National ART program was launched on 1 April 2004. As the treatment is life long, failure rates need to be assessed periodically, to assess the efficacy of first-line ART (Anti-Retroviral Therapy). This is the largest retrospective, cross-sectional study, from April 2004 to March 2014, conducted at ART–Plus Center, in Government Siddhartha Medical College and Government General Hospital, a tertiary level teaching hospital at Vijayawada, Andhra Pradesh, India. The study population was PLWHA (people living with HIV & AIDS), registered for first-line ART, in 16 nodal ART centers, from 6 districts of Andhra Pradesh (before state bifurcation). We calculated failure of first-line ART and we also analyzed the significance of duration of ART, gender, and base line CD4 count on the prevalence of first-line ART failure. Out of total 57,674 subjects who were on first-line ART, 244 subjects needed second-line ART, with prevalence of first-line ART failure as 0.47%. Mean duration of therapy was 53±23.44 months.
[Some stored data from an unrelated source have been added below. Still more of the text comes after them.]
use std::num::NonZeroUsize;

use model::NetSpec;

/// Topic identifiers the coordinator publishes on.
///
/// Passed in at construction so no global topic constants exist.
#[derive(Debug, Clone)]
pub struct Topics {
    broadcast: String,
    control: String,
}

impl Topics {
    /// Creates a new topic set.
    ///
    /// # Arguments
    /// * `broadcast` - Topic carrying model snapshots and relayed requests.
    /// * `control` - Topic carrying run-level announcements like the epoch target.
    pub fn new(broadcast: impl Into<String>, control: impl Into<String>) -> Self {
        Self {
            broadcast: broadcast.into(),
            control: control.into(),
        }
    }

    pub fn broadcast(&self) -> &str {
        &self.broadcast
    }

    pub fn control(&self) -> &str {
        &self.control
    }
}

/// Immutable run configuration, read once at setup and never mutated.
#[derive(Debug, Clone)]
pub struct TrainConfig {
    net: NetSpec,
    pretrain_epochs: usize,
    partition: NonZeroUsize,
}

impl TrainConfig {
    /// Creates a new training configuration.
    ///
    /// # Arguments
    /// * `net` - The network spec the initial snapshot is built from.
    /// * `pretrain_epochs` - Number of collect/reduce cycles before termination.
    /// * `partition` - Worker contributions required before a reduction fires.
    pub fn new(net: NetSpec, pretrain_epochs: usize, partition: NonZeroUsize) -> Self {
        Self {
            net,
            pretrain_epochs,
            partition,
        }
    }

    pub fn net(&self) -> &NetSpec {
        &self.net
    }

    pub fn pretrain_epochs(&self) -> usize {
        self.pretrain_epochs
    }

    pub fn partition(&self) -> NonZeroUsize {
        self.partition
    }
}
There was no significant association between mean duration of ART and first-line ART failure. Males (189) had significantly higher failure rate compared to females (55); (χ 2 =84.03; p = <0.05). There was significant association between low CD4 count and failure of first-line ART (χ 2 =15.48; p = <0.05). Our study has shown that first-line ART in the National ART program is still effective. Second-line ART may be needed only in areas with high prevalence of first-line ART failure.